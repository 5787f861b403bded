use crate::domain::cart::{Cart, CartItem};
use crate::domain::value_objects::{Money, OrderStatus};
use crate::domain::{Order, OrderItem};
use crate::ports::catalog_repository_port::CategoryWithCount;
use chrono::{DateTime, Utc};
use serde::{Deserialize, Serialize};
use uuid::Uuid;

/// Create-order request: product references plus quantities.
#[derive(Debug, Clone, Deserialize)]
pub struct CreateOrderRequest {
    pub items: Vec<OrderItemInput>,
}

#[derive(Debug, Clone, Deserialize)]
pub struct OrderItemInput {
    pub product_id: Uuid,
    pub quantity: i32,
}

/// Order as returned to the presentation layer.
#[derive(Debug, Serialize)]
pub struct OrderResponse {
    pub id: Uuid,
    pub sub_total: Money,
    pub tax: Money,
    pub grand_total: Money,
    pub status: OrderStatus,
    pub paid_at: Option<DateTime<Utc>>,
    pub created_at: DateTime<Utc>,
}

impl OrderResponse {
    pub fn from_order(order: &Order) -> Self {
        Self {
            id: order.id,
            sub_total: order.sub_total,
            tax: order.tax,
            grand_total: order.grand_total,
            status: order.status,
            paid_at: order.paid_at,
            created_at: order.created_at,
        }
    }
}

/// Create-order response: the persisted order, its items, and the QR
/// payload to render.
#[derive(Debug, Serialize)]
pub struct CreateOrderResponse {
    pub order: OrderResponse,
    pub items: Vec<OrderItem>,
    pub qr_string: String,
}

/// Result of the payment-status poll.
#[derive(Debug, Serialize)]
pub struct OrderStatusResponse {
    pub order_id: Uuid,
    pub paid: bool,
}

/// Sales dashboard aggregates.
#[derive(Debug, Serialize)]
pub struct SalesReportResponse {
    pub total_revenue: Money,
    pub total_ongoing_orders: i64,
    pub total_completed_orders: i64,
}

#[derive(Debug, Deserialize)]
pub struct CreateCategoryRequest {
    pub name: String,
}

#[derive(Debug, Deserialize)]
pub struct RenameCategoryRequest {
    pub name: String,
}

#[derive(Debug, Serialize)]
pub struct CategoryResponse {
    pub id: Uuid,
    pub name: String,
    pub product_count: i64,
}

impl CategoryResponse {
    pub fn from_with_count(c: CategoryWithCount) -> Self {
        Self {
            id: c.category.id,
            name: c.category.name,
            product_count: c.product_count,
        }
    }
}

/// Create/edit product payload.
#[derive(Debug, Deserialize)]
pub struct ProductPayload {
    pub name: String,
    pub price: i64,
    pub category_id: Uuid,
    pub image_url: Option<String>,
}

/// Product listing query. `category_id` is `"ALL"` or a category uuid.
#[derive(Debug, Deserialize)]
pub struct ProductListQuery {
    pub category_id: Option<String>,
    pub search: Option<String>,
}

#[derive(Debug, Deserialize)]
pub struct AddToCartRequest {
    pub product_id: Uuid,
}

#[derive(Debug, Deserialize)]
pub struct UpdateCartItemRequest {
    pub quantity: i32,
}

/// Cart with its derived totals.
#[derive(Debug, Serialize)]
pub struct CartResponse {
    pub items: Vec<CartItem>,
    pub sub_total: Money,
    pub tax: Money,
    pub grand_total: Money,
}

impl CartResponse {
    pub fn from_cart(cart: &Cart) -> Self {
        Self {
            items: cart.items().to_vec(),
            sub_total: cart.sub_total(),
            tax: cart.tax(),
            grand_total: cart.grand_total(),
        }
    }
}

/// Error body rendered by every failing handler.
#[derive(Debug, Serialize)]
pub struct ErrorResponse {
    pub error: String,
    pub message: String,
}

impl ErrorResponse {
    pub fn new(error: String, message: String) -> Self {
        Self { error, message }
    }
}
———
:: PROBLEM TO SOLVE ::
All of the entries should be written out again exactly.

:: SOLUTION FOR THIS EXERCISE ::
repository 5787f861b403bded
use crate::domain::cart::{Cart, CartItem};
use crate::domain::value_objects::{Money, OrderStatus};
use crate::domain::{Order, OrderItem};
use crate::ports::catalog_repository_port::CategoryWithCount;
use chrono::{DateTime, Utc};
use serde::{Deserialize, Serialize};
use uuid::Uuid;

/// Create-order request: product references plus quantities.
#[derive(Debug, Clone, Deserialize)]
pub struct CreateOrderRequest {
    pub items: Vec<OrderItemInput>,
}

#[derive(Debug, Clone, Deserialize)]
pub struct OrderItemInput {
    pub product_id: Uuid,
    pub quantity: i32,
}

/// Order as returned to the presentation layer.
#[derive(Debug, Serialize)]
pub struct OrderResponse {
    pub id: Uuid,
    pub sub_total: Money,
    pub tax: Money,
    pub grand_total: Money,
    pub status: OrderStatus,
    pub paid_at: Option<DateTime<Utc>>,
    pub created_at: DateTime<Utc>,
}

impl OrderResponse {
    pub fn from_order(order: &Order) -> Self {
        Self {
            id: order.id,
            sub_total: order.sub_total,
            tax: order.tax,
            grand_total: order.grand_total,
            status: order.status,
            paid_at: order.paid_at,
            created_at: order.created_at,
        }
    }
}

/// Create-order response: the persisted order, its items, and the QR
/// payload to render.
#[derive(Debug, Serialize)]
pub struct CreateOrderResponse {
    pub order: OrderResponse,
    pub items: Vec<OrderItem>,
    pub qr_string: String,
}

/// Result of the payment-status poll.
#[derive(Debug, Serialize)]
pub struct OrderStatusResponse {
    pub order_id: Uuid,
    pub paid: bool,
}

/// Sales dashboard aggregates.
#[derive(Debug, Serialize)]
pub struct SalesReportResponse {
    pub total_revenue: Money,
    pub total_ongoing_orders: i64,
    pub total_completed_orders: i64,
}

#[derive(Debug, Deserialize)]
pub struct CreateCategoryRequest {
    pub name: String,
}

#[derive(Debug, Deserialize)]
pub struct RenameCategoryRequest {
    pub name: String,
}

#[derive(Debug, Serialize)]
pub struct CategoryResponse {
    pub id: Uuid,
    pub name: String,
    pub product_count: i64,
}

impl CategoryResponse {
    pub fn from_with_count(c: CategoryWithCount) -> Self {
        Self {
            id: c.category.id,
            name: c.category.name,
            product_count: c.product_count,
        }
    }
}

/// Create/edit product payload.
#[derive(Debug, Deserialize)]
pub struct ProductPayload {
    pub name: String,
    pub price: i64,
    pub category_id: Uuid,
    pub image_url: Option<String>,
}

/// Product listing query. `category_id` is `"ALL"` or a category uuid.
#[derive(Debug, Deserialize)]
pub struct ProductListQuery {
    pub category_id: Option<String>,
    pub search: Option<String>,
}

#[derive(Debug, Deserialize)]
pub struct AddToCartRequest {
    pub product_id: Uuid,
}

#[derive(Debug, Deserialize)]
pub struct UpdateCartItemRequest {
    pub quantity: i32,
}

/// Cart with its derived totals.
#[derive(Debug, Serialize)]
pub struct CartResponse {
    pub items: Vec<CartItem>,
    pub sub_total: Money,
    pub tax: Money,
    pub grand_total: Money,
}

impl CartResponse {
    pub fn from_cart(cart: &Cart) -> Self {
        Self {
            items: cart.items().to_vec(),
            sub_total: cart.sub_total(),
            tax: cart.tax(),
            grand_total: cart.grand_total(),
        }
    }
}

/// Error body rendered by every failing handler.
#[derive(Debug, Serialize)]
pub struct ErrorResponse {
    pub error: String,
    pub message: String,
}

impl ErrorResponse {
    pub fn new(error: String, message: String) -> Self {
        Self { error, message }
    }
}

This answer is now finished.